Addison spent so much time creating this made up etiquette and title system she forgot that worldbuilding is more then just made up words and it's generally a good idea to have a plot. Even if we were to take the theory that this was a character study... well, no one but Maia is more then two-dimensional, some barely make it that far, being just signifiers of emotion. All I kept thinking while reading this book and looking askance at the rave review on the front cover from author Scott Lynch guaranteeing court intrigue was that someone, ie Addison, needs to bone up on their court history or read Patrick Rothfuss's A Wise Man's Fear to see a successfully executed fantasy court. Because really, strip this book down, strip the stupid Ethuverazhin language, strip the emotive ears, strip out every time someone says "Serenity" (that alone should make the book two hundred pages shorter) and what do you have? Literally Queen Victoria's ascension to the throne, which is milquetoast to the Medici's! Seriously, all this book is is a kernel of real history tarted up with all these fantastical and nonsensical trappings and spewed back at us with no depth and no umph. Everything is surface.

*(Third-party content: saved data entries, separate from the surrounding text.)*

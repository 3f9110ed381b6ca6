//! Shared encode/decode helpers for SQLite ↔ domain type conversions.
//!
//! Dates, timestamps and enum codes are all stored as `TEXT`. These helpers
//! fix the on-disk formats in one place and turn malformed cells into
//! [`StoreError::Decode`] instead of panicking.

use chrono::{NaiveDate, NaiveDateTime, NaiveTime, Timelike};
use sqlx::sqlite::SqliteRow;
use sqlx::Row;
use std::str::FromStr;

use super::value::Value;
use crate::error::{StoreError, StoreResult};

pub const DATE_FORMAT: &str = "%Y-%m-%d";
pub const TIMESTAMP_FORMAT: &str = "%Y-%m-%d %H:%M:%S";
pub const TIME_FORMAT: &str = "%H:%M:%S";

// ── Encoding ───────────────────────────────────────────────────────────

pub fn date_value(date: NaiveDate) -> Value {
    Value::Text(date.format(DATE_FORMAT).to_string())
}

pub fn opt_date_value(date: Option<NaiveDate>) -> Value {
    date.map_or(Value::Null, date_value)
}

pub fn timestamp_value(at: NaiveDateTime) -> Value {
    Value::Text(at.format(TIMESTAMP_FORMAT).to_string())
}

pub fn opt_timestamp_value(at: Option<NaiveDateTime>) -> Value {
    at.map_or(Value::Null, timestamp_value)
}

pub fn time_value(time: NaiveTime) -> Value {
    Value::Text(time.format(TIME_FORMAT).to_string())
}

/// Current local wall-clock time, truncated to whole seconds.
pub fn now() -> NaiveDateTime {
    let now = chrono::Local::now().naive_local();
    now.with_nanosecond(0).unwrap_or(now)
}

// ── Parsing ────────────────────────────────────────────────────────────

/// Parse a stored date. Timestamps are accepted and truncated to their day.
pub fn parse_date(raw: &str) -> Option<NaiveDate> {
    let raw = raw.trim();
    let day = raw.get(..10).unwrap_or(raw);
    NaiveDate::parse_from_str(day, DATE_FORMAT).ok()
}

/// Parse a stored timestamp, with or without fractional seconds or a `T`
/// separator. A bare date is read as midnight.
pub fn parse_timestamp(raw: &str) -> Option<NaiveDateTime> {
    let raw = raw.trim();
    ["%Y-%m-%d %H:%M:%S%.f", "%Y-%m-%dT%H:%M:%S%.f", "%Y-%m-%d %H:%M"]
        .iter()
        .find_map(|fmt| NaiveDateTime::parse_from_str(raw, fmt).ok())
        .or_else(|| parse_date(raw).and_then(|d| d.and_hms_opt(0, 0, 0)))
}

pub fn parse_time(raw: &str) -> Option<NaiveTime> {
    let raw = raw.trim();
    NaiveTime::parse_from_str(raw, TIME_FORMAT)
        .or_else(|_| NaiveTime::parse_from_str(raw, "%H:%M"))
        .ok()
}

// ── Row access ─────────────────────────────────────────────────────────

fn decode_error(column: &str, message: impl Into<String>) -> StoreError {
    StoreError::Decode {
        column: column.to_string(),
        message: message.into(),
    }
}

fn get_opt_text(row: &SqliteRow, column: &str) -> StoreResult<Option<String>> {
    Ok(row.try_get::<Option<String>, _>(column)?)
}

fn parsed<T>(
    row: &SqliteRow,
    column: &str,
    parse: impl Fn(&str) -> Option<T>,
) -> StoreResult<Option<T>> {
    match get_opt_text(row, column)? {
        None => Ok(None),
        Some(raw) if raw.trim().is_empty() => Ok(None),
        Some(raw) => parse(&raw)
            .map(Some)
            .ok_or_else(|| decode_error(column, format!("cannot parse {raw:?}"))),
    }
}

fn required<T>(column: &str, value: Option<T>) -> StoreResult<T> {
    value.ok_or_else(|| decode_error(column, "unexpected NULL"))
}

pub fn get_date(row: &SqliteRow, column: &str) -> StoreResult<NaiveDate> {
    required(column, parsed(row, column, parse_date)?)
}

pub fn get_opt_date(row: &SqliteRow, column: &str) -> StoreResult<Option<NaiveDate>> {
    parsed(row, column, parse_date)
}

pub fn get_opt_timestamp(row: &SqliteRow, column: &str) -> StoreResult<Option<NaiveDateTime>> {
    parsed(row, column, parse_timestamp)
}

pub fn get_time(row: &SqliteRow, column: &str) -> StoreResult<NaiveTime> {
    required(column, parsed(row, column, parse_time)?)
}

/// Decode a stored enum code.
pub fn get_code<T: FromStr>(row: &SqliteRow, column: &str) -> StoreResult<T>
where
    T::Err: std::fmt::Display,
{
    required(column, get_opt_code(row, column)?)
}

pub fn get_opt_code<T: FromStr>(row: &SqliteRow, column: &str) -> StoreResult<Option<T>>
where
    T::Err: std::fmt::Display,
{
    match get_opt_text(row, column)? {
        None => Ok(None),
        Some(raw) if raw.is_empty() => Ok(None),
        Some(raw) => raw
            .parse::<T>()
            .map(Some)
            .map_err(|e| decode_error(column, e.to_string())),
    }
}

/// Read a display column that only joined queries select.
///
/// Returns `None` when the column is absent from the result set.
pub fn get_joined<T>(row: &SqliteRow, column: &str) -> StoreResult<Option<T>>
where
    T: for<'r> sqlx::Decode<'r, sqlx::Sqlite> + sqlx::Type<sqlx::Sqlite>,
{
    match row.try_get::<Option<T>, _>(column) {
        Ok(value) => Ok(value),
        Err(sqlx::Error::ColumnNotFound(_)) => Ok(None),
        Err(e) => Err(e.into()),
    }
}

/// Joined counterpart of [`get_opt_code`].
pub fn get_joined_code<T: FromStr>(row: &SqliteRow, column: &str) -> StoreResult<Option<T>>
where
    T::Err: std::fmt::Display,
{
    match get_opt_code(row, column) {
        Err(StoreError::Database(sqlx::Error::ColumnNotFound(_))) => Ok(None),
        other => other,
    }
}

#[cfg(test)]
mod tests {
    use super::*;

    #[test]
    fn dates_accept_timestamp_text() {
        let d = NaiveDate::from_ymd_opt(2024, 3, 9).unwrap();
        assert_eq!(parse_date("2024-03-09"), Some(d));
        assert_eq!(parse_date("2024-03-09 14:22:01"), Some(d));
        assert_eq!(parse_date("09/03/2024"), None);
    }

    #[test]
    fn timestamps_accept_common_layouts() {
        let expected = NaiveDate::from_ymd_opt(2024, 3, 9)
            .unwrap()
            .and_hms_opt(14, 22, 1)
            .unwrap();
        assert_eq!(parse_timestamp("2024-03-09 14:22:01"), Some(expected));
        assert_eq!(parse_timestamp("2024-03-09T14:22:01"), Some(expected));
        assert_eq!(
            parse_timestamp("2024-03-09"),
            NaiveDate::from_ymd_opt(2024, 3, 9).unwrap().and_hms_opt(0, 0, 0)
        );
    }

    #[test]
    fn times_accept_optional_seconds() {
        let t = NaiveTime::from_hms_opt(19, 30, 0).unwrap();
        assert_eq!(parse_time("19:30"), Some(t));
        assert_eq!(parse_time("19:30:00"), Some(t));
        assert_eq!(time_value(t), Value::Text("19:30:00".into()));
        let with_seconds = NaiveTime::from_hms_opt(9, 30, 15).unwrap();
        assert_eq!(time_value(with_seconds), Value::Text("09:30:15".into()));
    }

    #[test]
    fn encoded_values_parse_back() {
        let at = now();
        let Value::Text(text) = timestamp_value(at) else {
            panic!("expected text");
        };
        assert_eq!(parse_timestamp(&text), Some(at));
        assert_eq!(opt_date_value(None), Value::Null);
    }
}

I know this review might cause uproar, and it probably will make some of my friends wonder how we are friends with such different tastes in reading material, but I just couldn't like this book. I begrudgingly gave it two stars because Maia does have a good heart and it is rare to have someone kind and thoughtful and not at all malicious or vindictive as a hero, but think how much better this book would be if Addison could write? Because that is my biggest take-away from this book. Addison can't write. She can spew nonsense, she can write impressive lists of horrendously annoying made up names, she can spend hours going on and on about Maia's clothes, but she can't write. I so wanted this book to be good if just to thwart those Sad and Rapid Puppies out there who got this book a Hugo Nomination most likely because of the anti gay societal values, but alas, it isn't so. And as a parting salvo, I want to ask, who the hell thought to categorize this book as Steampunk? Pneumatic tubes and airships do not a Steampunk book make. You might be able to argue that it fits in Baroque Punk... but like my overall opinion of this book, um no.